Merry Christmas and a Silent Night for Arrow Trucking

Dec. 25,2009

Last week’s Quadruple witching day for  re-balancing stocks in the current indies,the Dow Jones Index is set to close on the high for the year. YRC Worldwide, who were dropped from the Dow Jones Index earlier this month are still renegotiating their near $537 million debt for equity swap to ensure the company’s continued survival.  YRC is a major player delivering individual freight to small and medium sized companies who cannot order a full truck load of freight.   They serve LTL, (less than truck load ) market, usually delivering 1-2 pallets of freight to customers.  The LTL freight rate charges are higher to their customers than a Full Truck Load carrier.   Theoretically LTL freight companies, like YRC,  should have higher profit margins.

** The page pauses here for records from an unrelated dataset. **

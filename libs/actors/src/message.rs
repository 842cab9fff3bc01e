//! Actor Messages
//!
//! A [`Message`] is a kind tag, a shared payload and an optional weak sender
//! reference. Payloads travel as `Arc<dyn Any + Send + Sync>` so a broadcast
//! shares one allocation across every recipient.
//!
//! Two deliveries exist:
//! - **Plain**: fire-and-forget; a handler failure is logged and swallowed
//! - **Query**: carries a [`ReplySlot`] attached by `ask`; the slot is settled
//!   exactly once, by the handler's outcome or, if the message is dropped
//!   unanswered, with [`ActorError::ReplyDropped`]

use crate::actor::{ActorRef, WeakActorRef};
use crate::error::{ActorError, Result};
use parking_lot::Mutex;
use std::any::Any;
use std::fmt;
use std::sync::Arc;
use tokio::sync::oneshot;

/// Name resolving a message to its handler
#[derive(Clone, Copy, PartialEq, Eq, Hash, PartialOrd, Ord)]
pub struct MessageKind(&'static str);

impl MessageKind {
    pub const fn new(name: &'static str) -> Self {
        Self(name)
    }

    pub const fn name(self) -> &'static str {
        self.0
    }
}

impl fmt::Debug for MessageKind {
    fn fmt(&self, f: &mut fmt::Formatter<'_>) -> fmt::Result {
        write!(f, "MessageKind({})", self.0)
    }
}

impl fmt::Display for MessageKind {
    fn fmt(&self, f: &mut fmt::Formatter<'_>) -> fmt::Result {
        f.write_str(self.0)
    }
}

/// Shared, type-erased message payload
pub type Payload = Arc<dyn Any + Send + Sync>;

/// Wrap a value as a payload
pub fn payload<T: Any + Send + Sync>(value: T) -> Payload {
    Arc::new(value)
}

/// The unit payload, used by signals and by handlers with nothing to return
pub fn empty() -> Payload {
    Arc::new(())
}

/// Delivery mode of a message
#[derive(Debug, Clone, Copy, PartialEq, Eq)]
pub enum Delivery {
    Plain,
    Query,
}

/// Single-use payload for values that must be moved out by the receiver
///
/// Shared payloads are read through `&T`; a parcel hands its value to the
/// first [`Message::take_parcel`] call and is empty afterwards.
pub struct Parcel<T>(Mutex<Option<T>>);

impl<T> Parcel<T> {
    pub fn new(value: T) -> Self {
        Self(Mutex::new(Some(value)))
    }

    pub fn take(&self) -> Option<T> {
        self.0.lock().take()
    }
}

/// Sending half of a Query's reply
pub struct ReplySlot {
    kind: MessageKind,
    tx: Option<oneshot::Sender<Result<Payload>>>,
}

impl ReplySlot {
    /// Settle the slot; returns `false` if the asker is no longer waiting
    pub fn settle(mut self, outcome: Result<Payload>) -> bool {
        match self.tx.take() {
            Some(tx) => tx.send(outcome).is_ok(),
            None => false,
        }
    }
}

impl Drop for ReplySlot {
    fn drop(&mut self) {
        if let Some(tx) = self.tx.take() {
            let _ = tx.send(Err(ActorError::reply_dropped(self.kind)));
        }
    }
}

impl fmt::Debug for ReplySlot {
    fn fmt(&self, f: &mut fmt::Formatter<'_>) -> fmt::Result {
        f.debug_struct("ReplySlot")
            .field("kind", &self.kind)
            .field("pending", &self.tx.is_some())
            .finish()
    }
}

/// Receiving half of a Query's reply
#[derive(Debug)]
pub struct ReplyReceiver {
    kind: MessageKind,
    rx: oneshot::Receiver<Result<Payload>>,
}

impl ReplyReceiver {
    /// Wait for the reply slot to be settled
    pub async fn recv(self) -> Result<Payload> {
        match self.rx.await {
            Ok(outcome) => outcome,
            Err(_) => Err(ActorError::reply_dropped(self.kind)),
        }
    }
}

/// Downcast a reply payload, cloning only when the payload is still shared
pub fn downcast_payload<T: Any + Send + Sync + Clone>(payload: Payload, kind: MessageKind) -> Result<T> {
    payload
        .downcast::<T>()
        .map(|value| Arc::try_unwrap(value).unwrap_or_else(|shared| (*shared).clone()))
        .map_err(|_| ActorError::payload_type::<T>(kind))
}

/// Unit of communication between actors
pub struct Message {
    kind: MessageKind,
    payload: Payload,
    sender: Option<WeakActorRef>,
    delivery: Delivery,
    reply: Option<ReplySlot>,
}

impl Message {
    /// Plain message carrying `value`
    pub fn new<T: Any + Send + Sync>(kind: MessageKind, value: T) -> Self {
        Self::from_payload(kind, payload(value), Delivery::Plain)
    }

    /// Query message carrying `value`
    pub fn query<T: Any + Send + Sync>(kind: MessageKind, value: T) -> Self {
        Self::from_payload(kind, payload(value), Delivery::Query)
    }

    /// Plain message without a payload
    pub fn signal(kind: MessageKind) -> Self {
        Self::from_payload(kind, empty(), Delivery::Plain)
    }

    /// Plain message carrying a single-use [`Parcel`]
    pub fn parcel<T: Send + 'static>(kind: MessageKind, value: T) -> Self {
        Self::from_payload(kind, Arc::new(Parcel::new(value)), Delivery::Plain)
    }

    /// Query message carrying a single-use [`Parcel`]
    pub fn query_parcel<T: Send + 'static>(kind: MessageKind, value: T) -> Self {
        Self::from_payload(kind, Arc::new(Parcel::new(value)), Delivery::Query)
    }

    pub fn from_payload(kind: MessageKind, payload: Payload, delivery: Delivery) -> Self {
        Self {
            kind,
            payload,
            sender: None,
            delivery,
            reply: None,
        }
    }

    /// Record `sender` for reply routing
    pub fn with_sender(mut self, sender: &ActorRef) -> Self {
        self.sender = Some(sender.downgrade());
        self
    }

    pub fn kind(&self) -> MessageKind {
        self.kind
    }

    pub fn delivery(&self) -> Delivery {
        self.delivery
    }

    pub fn is_query(&self) -> bool {
        self.delivery == Delivery::Query
    }

    pub fn payload(&self) -> &Payload {
        &self.payload
    }

    /// The sender, if one was recorded and is still alive
    pub fn sender(&self) -> Option<ActorRef> {
        self.sender.as_ref().and_then(WeakActorRef::upgrade)
    }

    pub fn has_sender(&self) -> bool {
        self.sender.is_some()
    }

    /// Borrow the payload as `T`
    pub fn payload_as<T: Any>(&self) -> Result<&T> {
        self.payload
            .downcast_ref::<T>()
            .ok_or_else(|| ActorError::payload_type::<T>(self.kind))
    }

    /// Move the value out of a [`Parcel`] payload
    pub fn take_parcel<T: Send + 'static>(&self) -> Result<T> {
        self.payload_as::<Parcel<T>>()?
            .take()
            .ok_or_else(|| ActorError::handler(format!("parcel in '{}' already taken", self.kind)))
    }

    /// Copy of this message sharing its payload, without the reply slot
    pub fn duplicate(&self) -> Self {
        Self {
            kind: self.kind,
            payload: Arc::clone(&self.payload),
            sender: self.sender.clone(),
            delivery: self.delivery,
            reply: None,
        }
    }

    /// Whether a reply slot is attached and unsettled
    pub fn awaits_reply(&self) -> bool {
        self.reply.is_some()
    }

    /// Settle the reply slot, if any, with `error`
    pub fn reject(mut self, error: ActorError) {
        if let Some(slot) = self.reply.take() {
            slot.settle(Err(error));
        }
    }

    /// Attach a fresh reply slot and return its receiving half
    pub(crate) fn attach_reply(&mut self) -> ReplyReceiver {
        let (tx, rx) = oneshot::channel();
        self.reply = Some(ReplySlot {
            kind: self.kind,
            tx: Some(tx),
        });
        ReplyReceiver {
            kind: self.kind,
            rx,
        }
    }

    pub(crate) fn take_reply(&mut self) -> Option<ReplySlot> {
        self.reply.take()
    }

    /// Record `sender` unless a sender is already set
    pub(crate) fn stamp_sender(&mut self, sender: &WeakActorRef) {
        if self.sender.is_none() {
            self.sender = Some(sender.clone());
        }
    }
}

impl fmt::Debug for Message {
    fn fmt(&self, f: &mut fmt::Formatter<'_>) -> fmt::Result {
        f.debug_struct("Message")
            .field("kind", &self.kind)
            .field("delivery", &self.delivery)
            .field("has_sender", &self.sender.is_some())
            .field("awaits_reply", &self.reply.is_some())
            .finish()
    }
}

However, YRC has been bleeding money due to the poor economy.   YRC has unionized drivers, most are paid and hourly rate and a combination of mileage plus delivery charges.  YRC union, the International Brotherhood of Teamsters, has given concessions, but the  small and medium sized customers of YRC  have not be able to have reliable lines of credit for operations. Therefore, YRC has continuing high overhead while suffering from the slowing economy.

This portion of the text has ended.